◆ Task material ◆

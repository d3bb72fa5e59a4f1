// This Source Code Form is subject to the terms of the Mozilla Public
// License, v. 2.0. If a copy of the MPL was not distributed with this
// file, You can obtain one at http://mozilla.org/MPL/2.0/.

//! Iced daemon implementation for the panel.

use crate::audio::{PulseRequest, PulseThread};
use crate::config::{self, AppConfig};
use crate::message::Message;
use crate::single_instance;
use crate::state::{PanelEffect, PanelState};
use crate::streams::{DisplayEvent, Direction, UiInput};
use crate::ui::{stream_row, IconCache};
use crate::ui::theme::{self, *};
use iced::keyboard::{self, key::Named, Key};
use iced::widget::{column, container, text, Column};
use iced::{event, window, Background, Element, Event, Fill, Point, Size, Subscription, Task, Theme};
use std::sync::mpsc;
use std::time::Duration;
use tracing::{debug, error, info};

/// What a key press asks for.
#[derive(Debug, Clone, Copy, PartialEq)]
pub enum KeyAction {
    Input(UiInput),
    Hide,
}

/// Map a key press to a panel action. `step` is the slider step for
/// `h`/`l`.
pub fn key_action(key: &Key, step: f64) -> Option<KeyAction> {
    let action = match key.as_ref() {
        Key::Named(Named::ArrowUp) | Key::Character("j") => {
            KeyAction::Input(UiInput::Navigate(Direction::Previous))
        }
        Key::Named(Named::ArrowDown) | Key::Character("k") => {
            KeyAction::Input(UiInput::Navigate(Direction::Next))
        }
        Key::Character("h") => KeyAction::Input(UiInput::StepActive(-step)),
        Key::Character("l") => KeyAction::Input(UiInput::StepActive(step)),
        Key::Character("m") | Key::Character("x") => KeyAction::Input(UiInput::ToggleMute),
        Key::Named(Named::Escape) | Key::Character("q") => KeyAction::Hide,
        _ => return None,
    };
    Some(action)
}

/// Main application state.
pub struct AppVol {
    config: AppConfig,
    panel: PanelState,
    /// The panel window, while it is open.
    window: Option<window::Id>,
    pulse_thread: Option<PulseThread>,
    display_rx: mpsc::Receiver<DisplayEvent>,
    icons: IconCache,
}

impl AppVol {
    /// Create the application and open the panel.
    pub fn new() -> (Self, Task<Message>) {
        let config = config::load_or_default();
        let (display_tx, display_rx) = mpsc::channel();

        let pulse_thread = match PulseThread::spawn(display_tx, config.session.clone()) {
            Ok(thread) => {
                info!("PulseAudio thread started");
                single_instance::start_command_listener(thread.sender());
                Some(thread)
            }
            Err(e) => {
                error!("Failed to start PulseAudio thread: {}", e);
                None
            }
        };

        let mut app = Self {
            config,
            panel: PanelState::new(),
            window: None,
            pulse_thread,
            display_rx,
            icons: IconCache::new(),
        };
        if app.pulse_thread.is_none() {
            app.panel.session_error = Some("Audio session could not be started".to_string());
        }

        let open = app.open_window();
        (app, open)
    }

    pub fn title(&self, _window: window::Id) -> String {
        "appvol".to_string()
    }

    /// Handle messages.
    pub fn update(&mut self, message: Message) -> Task<Message> {
        match message {
            Message::Tick => self.poll_display_events(),
            Message::KeyPressed(key) => {
                match key_action(&key, self.config.controls.slider_step) {
                    Some(KeyAction::Input(input)) => self.send_input(input),
                    Some(KeyAction::Hide) => return self.hide_window(),
                    None => {}
                }
                Task::none()
            }
            Message::SliderMoved(index, fraction) => {
                if !self.panel.accept_slider(index, fraction) {
                    return Task::none();
                }
                self.panel.set_fraction(index, fraction);
                self.send_input(UiInput::SliderMoved {
                    index,
                    fraction: f64::from(fraction),
                });
                Task::none()
            }
            Message::WindowOpened(id) => {
                debug!("Panel window {:?} opened", id);
                window::monitor_size(id).map(move |size| Message::MonitorSize(id, size))
            }
            Message::MonitorSize(id, Some(monitor)) => {
                let width = self.config.window.width as f32;
                let x = ((monitor.width - width) / 2.0).max(0.0);
                let y = self.config.window.top_offset as f32;
                window::move_to(id, Point::new(x, y))
            }
            Message::MonitorSize(_, None) => Task::none(),
            Message::WindowUnfocused(id) => {
                if self.window == Some(id) && self.config.window.hide_on_focus_loss {
                    return self.hide_window();
                }
                Task::none()
            }
            Message::WindowClosed(id) => {
                if self.window == Some(id) {
                    debug!("Panel window closed");
                    self.window = None;
                }
                Task::none()
            }
        }
    }

    /// Render the panel.
    pub fn view(&self, _window: window::Id) -> Element<'_, Message> {
        let mut rows: Column<Message> = column![].spacing(SPACING / 2.0);

        if let Some(err) = &self.panel.session_error {
            rows = rows.push(text(err.as_str()).size(13).color(MUTED_COLOR));
        }

        if self.panel.rows.is_empty() {
            rows = rows.push(
                container(text("No applications are playing audio").size(13).color(TEXT_DIM))
                    .center_x(Fill)
                    .center_y(ROW_HEIGHT),
            );
        } else {
            for stream in &self.panel.rows {
                let highlighted = self.panel.is_highlighted(stream.index);
                let icon = self.icons.get(&stream.icon_hint);
                rows = rows.push(stream_row(stream, highlighted, icon));
            }
        }

        container(rows)
            .padding(PADDING)
            .width(Fill)
            .height(Fill)
            .style(|_theme| container::Style {
                background: Some(Background::Color(BACKGROUND)),
                ..container::Style::default()
            })
            .into()
    }

    pub fn theme(&self, _window: window::Id) -> Theme {
        theme::appvol_theme()
    }

    /// Subscription for external events.
    pub fn subscription(&self) -> Subscription<Message> {
        Subscription::batch([
            // Tick every 50ms to poll the PulseAudio thread
            iced::time::every(Duration::from_millis(50)).map(|_| Message::Tick),
            event::listen_with(|event, _status, id| match event {
                Event::Keyboard(keyboard::Event::KeyPressed { key, .. }) => {
                    Some(Message::KeyPressed(key))
                }
                Event::Window(window::Event::Unfocused) => Some(Message::WindowUnfocused(id)),
                _ => None,
            }),
            window::close_events().map(Message::WindowClosed),
        ])
    }

    fn window_size(&self) -> Size {
        let rows = self.panel.rows.len().max(1) + usize::from(self.panel.session_error.is_some());
        let height = rows as f32 * (ROW_HEIGHT + SPACING / 2.0) + 2.0 * PADDING;
        Size::new(self.config.window.width as f32, height)
    }

    fn open_window(&mut self) -> Task<Message> {
        if let Some(id) = self.window {
            return window::gain_focus(id);
        }

        let settings = window::Settings {
            size: self.window_size(),
            position: window::Position::Centered,
            resizable: false,
            decorations: false,
            level: if self.config.window.keep_above {
                window::Level::AlwaysOnTop
            } else {
                window::Level::Normal
            },
            ..window::Settings::default()
        };

        let (id, open) = window::open(settings);
        self.window = Some(id);
        open.map(Message::WindowOpened)
    }

    fn hide_window(&mut self) -> Task<Message> {
        match self.window.take() {
            Some(id) => window::close(id),
            None => Task::none(),
        }
    }

    fn send_input(&self, input: UiInput) {
        if let Some(ref thread) = self.pulse_thread {
            if let Err(e) = thread.send(PulseRequest::Input(input)) {
                error!("Failed to send input to PulseAudio thread: {}", e);
            }
        }
    }

    /// Apply pending display events from the PulseAudio thread.
    fn poll_display_events(&mut self) -> Task<Message> {
        // Collect events first to avoid borrow conflict
        let events: Vec<DisplayEvent> = self.display_rx.try_iter().collect();

        let mut resize = false;
        let mut show = false;
        for event in events {
            if let DisplayEvent::Created(row) | DisplayEvent::Updated(row) = &event {
                self.icons.resolve(&row.icon_hint);
            }
            match self.panel.apply(event) {
                PanelEffect::Resize => resize = true,
                PanelEffect::Show => show = true,
                PanelEffect::None => {}
            }
        }

        if show {
            return self.open_window();
        }
        match self.window {
            Some(id) if resize => window::resize(id, self.window_size()),
            _ => Task::none(),
        }
    }
}

#[cfg(test)]
mod tests {
    use super::*;

    fn character(c: &str) -> Key {
        Key::Character(c.into())
    }

    #[test]
    fn test_navigation_keys() {
        let previous = Some(KeyAction::Input(UiInput::Navigate(Direction::Previous)));
        let next = Some(KeyAction::Input(UiInput::Navigate(Direction::Next)));

        assert_eq!(key_action(&Key::Named(Named::ArrowUp), 0.1), previous);
        assert_eq!(key_action(&character("j"), 0.1), previous);
        assert_eq!(key_action(&Key::Named(Named::ArrowDown), 0.1), next);
        assert_eq!(key_action(&character("k"), 0.1), next);
    }

    #[test]
    fn test_volume_and_mute_keys() {
        assert_eq!(
            key_action(&character("h"), 0.05),
            Some(KeyAction::Input(UiInput::StepActive(-0.05)))
        );
        assert_eq!(
            key_action(&character("l"), 0.05),
            Some(KeyAction::Input(UiInput::StepActive(0.05)))
        );
        assert_eq!(
            key_action(&character("x"), 0.1),
            Some(KeyAction::Input(UiInput::ToggleMute))
        );
        assert_eq!(
            key_action(&character("m"), 0.1),
            Some(KeyAction::Input(UiInput::ToggleMute))
        );
    }

    #[test]
    fn test_hide_and_unbound_keys() {
        assert_eq!(key_action(&Key::Named(Named::Escape), 0.1), Some(KeyAction::Hide));
        assert_eq!(key_action(&character("q"), 0.1), Some(KeyAction::Hide));
        assert_eq!(key_action(&character("z"), 0.1), None);
        assert_eq!(key_action(&Key::Named(Named::Enter), 0.1), None);
    }
}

◆ Requirement ◆
Every line of the material that includes the word "resize" needs to be copied.

◆ Problem solution ◆
        let mut resize = false;
                PanelEffect::Resize => resize = true,
            Some(id) if resize => window::resize(id, self.window_size()),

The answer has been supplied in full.